“Pinky Swear has provided some normalcy to our lives. They have allowed us the opportunity to do ‘fun’ things, even in the most stressful moments”
“Our life was very normal prior to Olivia’s diagnosis,” mentioned Saphia, Olivia’s mother. Olivia liked to participate in gymnastics, softball and really loved arts and crafts. When Olivia was first diagnosed, her mother described it as, “in a fog, and in go-mode.”

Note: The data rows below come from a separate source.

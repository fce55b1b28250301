// Copyright 2025 Lablup Inc. and Jeongkyu Shin
//
// Licensed under the Apache License, Version 2.0 (the "License");
// you may not use this file except in compliance with the License.
// You may obtain a copy of the License at
//
//     http://www.apache.org/licenses/LICENSE-2.0
//
// Unless required by applicable law or agreed to in writing, software
// distributed under the License is distributed on an "AS IS" BASIS,
// WITHOUT WARRANTIES OR CONDITIONS OF ANY KIND, either express or implied.
// See the License for the specific language governing permissions and
// limitations under the License.

use tracing_subscriber::EnvFilter;

/// Create an environment filter based on verbosity level
pub fn create_env_filter(verbosity: u8) -> EnvFilter {
    if std::env::var("RUST_LOG").is_ok() {
        // RUST_LOG overrides -v so dependency logs can be targeted directly
        EnvFilter::from_default_env()
    } else {
        match verbosity {
            0 => EnvFilter::new("kexec=warn"),
            1 => EnvFilter::new("kexec=info"),
            // -vv: include WebSocket frame handling
            2 => EnvFilter::new("kexec=debug,tokio_tungstenite=debug,tungstenite=debug"),
            _ => EnvFilter::new("kexec=trace,tokio_tungstenite=trace,tungstenite=trace,reqwest=debug"),
        }
    }
}

/// Initialize console logging on stderr.
///
/// Stdout carries the remote process output, so diagnostics never go there.
/// Calling this twice is harmless; the second subscriber is discarded.
pub fn init_logging(verbosity: u8) {
    let filter = create_env_filter(verbosity);

    let _ = tracing_subscriber::fmt()
        .with_env_filter(filter)
        .with_target(true)
        .with_writer(std::io::stderr)
        .try_init();
}

#[cfg(test)]
mod tests {
    use super::*;

    #[test]
    #[serial_test::serial]
    fn test_create_env_filter() {
        let original = std::env::var("RUST_LOG").ok();
        std::env::remove_var("RUST_LOG");

        assert_eq!(create_env_filter(0).to_string(), "kexec=warn");
        assert_eq!(create_env_filter(1).to_string(), "kexec=info");
        assert!(create_env_filter(2).to_string().contains("kexec=debug"));
        assert!(create_env_filter(7).to_string().contains("kexec=trace"));

        if let Some(value) = original {
            std::env::set_var("RUST_LOG", value);
        }
    }

    #[test]
    fn test_init_logging_twice() {
        init_logging(0);
        init_logging(3);
    }
}
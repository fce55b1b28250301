// Copyright 2025 Lablup Inc. and Jeongkyu Shin
//
// Licensed under the Apache License, Version 2.0 (the "License");
// you may not use this file except in compliance with the License.
// You may obtain a copy of the License at
//
//     http://www.apache.org/licenses/LICENSE-2.0
//
// Unless required by applicable law or agreed to in writing, software
// distributed under the License is distributed on an "AS IS" BASIS,
// WITHOUT WARRANTIES OR CONDITIONS OF ANY KIND, either express or implied.
// See the License for the specific language governing permissions and
// limitations under the License.

//! Sizing and timing constants for exec sessions.

// Buffer sizes are derived from the exec stream framing: every frame carries
// one channel byte followed by the payload.

/// Largest stdin payload forwarded in a single frame.
/// Value: 32 KiB - matches the server-side read size of the exec stream
pub const CHANNEL_PAYLOAD_SIZE: usize = 32 * 1024;

/// Extra room for the channel byte and WebSocket framing.
pub const FRAME_HEADER_ALLOWANCE: usize = 1024;

/// Size of the transport buffers and the upper bound of a local write chunk.
pub const CHANNEL_BUFFER_SIZE: usize = CHANNEL_PAYLOAD_SIZE + FRAME_HEADER_ALLOWANCE;

/// Outbound request queue sizing:
/// - 256 requests balances memory usage with burst tolerance
/// - Each stdin request is at most one payload, so the worst case stays bounded
/// - A full queue surfaces as would-block to the relay loop
pub const OUTBOUND_QUEUE_SIZE: usize = 256;

/// Channel pump timeout per relay iteration.
/// Value: 20ms - short enough that keystrokes feel immediate
pub const DEFAULT_UPDATE_TIMEOUT_MS: u64 = 20;

/// Interval between keep-alive pings.
/// Value: 30s - below the common 60s idle timeout of load balancers and API proxies
pub const DEFAULT_HEARTBEAT_INTERVAL_SECS: u64 = 30;

/// Terminal size polling interval where no resize signal exists.
pub const DEFAULT_RESIZE_POLL_INTERVAL_MS: u64 = 250;

/// Worker shutdown design:
/// - Each background worker gets this long to observe its stop signal
/// - Workers are joined concurrently, so teardown waits at most this long overall
/// - A worker that misses the deadline is aborted and abandoned
pub const DEFAULT_WORKER_JOIN_TIMEOUT_MS: u64 = 2000;

/// Retries for a local output chunk that keeps reporting would-block.
pub const DEFAULT_WRITE_RETRY_LIMIT: u32 = 64;

/// Base delay between would-block write retries; grows linearly per attempt.
pub const DEFAULT_WRITE_BACKOFF_MS: u64 = 1;

/// Ceiling for the per-retry write delay.
pub const MAX_WRITE_BACKOFF_MS: u64 = 50;

/// Fallback terminal geometry when the size cannot be queried.
pub const FALLBACK_COLUMNS: u16 = 80;
pub const FALLBACK_ROWS: u16 = 24;
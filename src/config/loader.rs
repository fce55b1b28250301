// Copyright 2025 Lablup Inc. and Jeongkyu Shin
//
// Licensed under the Apache License, Version 2.0 (the "License");
// you may not use this file except in compliance with the License.
// You may obtain a copy of the License at
//
//     http://www.apache.org/licenses/LICENSE-2.0
//
// Unless required by applicable law or agreed to in writing, software
// distributed under the License is distributed on an "AS IS" BASIS,
// WITHOUT WARRANTIES OR CONDITIONS OF ANY KIND, either express or implied.
// See the License for the specific language governing permissions and
// limitations under the License.

//! Configuration loading and priority management.

use anyhow::{Context, Result};
use directories::ProjectDirs;
use std::env;
use std::path::{Path, PathBuf};
use tokio::fs;

use super::types::Config;
use super::utils::expand_tilde;

/// Environment variable naming a configuration file.
pub const CONFIG_ENV_VAR: &str = "KEXEC_CONFIG";

/// Configuration file name looked up in the current directory.
pub const LOCAL_CONFIG_FILE: &str = "kexec.yaml";

impl Config {
    /// Load configuration from a file.
    pub async fn load(path: &Path) -> Result<Self> {
        let expanded_path = expand_tilde(path);

        let content = fs::read_to_string(&expanded_path)
            .await
            .with_context(|| format!("Failed to read configuration file at {}. Please check file permissions and ensure the file is accessible.", expanded_path.display()))?;

        Self::from_yaml(&content).with_context(|| {
            format!(
                "Failed to parse YAML configuration file at {}. Please check the YAML syntax is valid.",
                expanded_path.display()
            )
        })
    }

    pub fn from_yaml(content: &str) -> Result<Self> {
        // An empty file is a valid, empty configuration.
        if content.trim().is_empty() {
            return Ok(Self::default());
        }
        serde_yaml::from_str(content).context("Invalid configuration YAML")
    }

    /// Load configuration with priority order:
    /// 1. Explicit --config path (must exist)
    /// 2. `KEXEC_CONFIG` environment variable
    /// 3. Current directory kexec.yaml
    /// 4. User config directory ($XDG_CONFIG_HOME/kexec/config.yaml or the platform equivalent)
    /// 5. Built-in defaults
    pub async fn load_with_priority(cli_config_path: Option<&Path>) -> Result<Self> {
        if let Some(path) = cli_config_path {
            let expanded = expand_tilde(path);
            if !expanded.exists() {
                anyhow::bail!("Config file not found: {}", expanded.display());
            }
            tracing::debug!("Using explicitly specified config file: {:?}", expanded);
            return Self::load(&expanded).await;
        }

        if let Ok(path) = env::var(CONFIG_ENV_VAR) {
            if !path.is_empty() {
                let expanded = expand_tilde(Path::new(&path));
                tracing::debug!("Using config file from {}: {:?}", CONFIG_ENV_VAR, expanded);
                return Self::load(&expanded).await;
            }
        }

        for candidate in Self::standard_locations() {
            if candidate.exists() {
                tracing::debug!("Found config at {:?}", candidate);
                return Self::load(&candidate).await;
            }
        }

        tracing::debug!("No config file found, using defaults");
        Ok(Self::default())
    }

    /// Locations checked when no file is named explicitly.
    pub fn standard_locations() -> Vec<PathBuf> {
        let mut locations = vec![PathBuf::from(LOCAL_CONFIG_FILE)];

        if let Ok(xdg_config_home) = env::var("XDG_CONFIG_HOME") {
            locations.push(
                PathBuf::from(xdg_config_home)
                    .join("kexec")
                    .join("config.yaml"),
            );
        } else if let Some(proj_dirs) = ProjectDirs::from("", "", "kexec") {
            locations.push(proj_dirs.config_dir().join("config.yaml"));
        }

        locations
    }
}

They were spending endless days and nights in the hospital, which made it become more real to them what was going on. Unfortunately, this experience also affected Olivia’s little sister, Alexa, as she felt she was being pushed aside. At this point they tried to make life as normal as they could for Alexa, so Saphia’s mom flew in from California to stay home with Alexa, while Saphia and her husband, Bob balanced doctor visits and clinic visits for Olivia.
Through this whole process, Saphia reminded us that Olivia’s diagnoses created a whole new perspective for their lives. “We now try to live one day at a time and enjoy every minute of it,” said Saphia. It also went to show that we weren’t making Alexa feel important, but the family quickly learned from their mistakes and did the best job they could.
Thankfully, Olivia is back to living a normal life, enjoying all the things she did pre-diagnosis. “Pinky Swear has provided some normalcy to our lives. They have allowed us the opportunity to do ‘fun’ things, even in the most stressful moments,” wrote Saphia speaking of the support they received from Pinky Swear Foundation.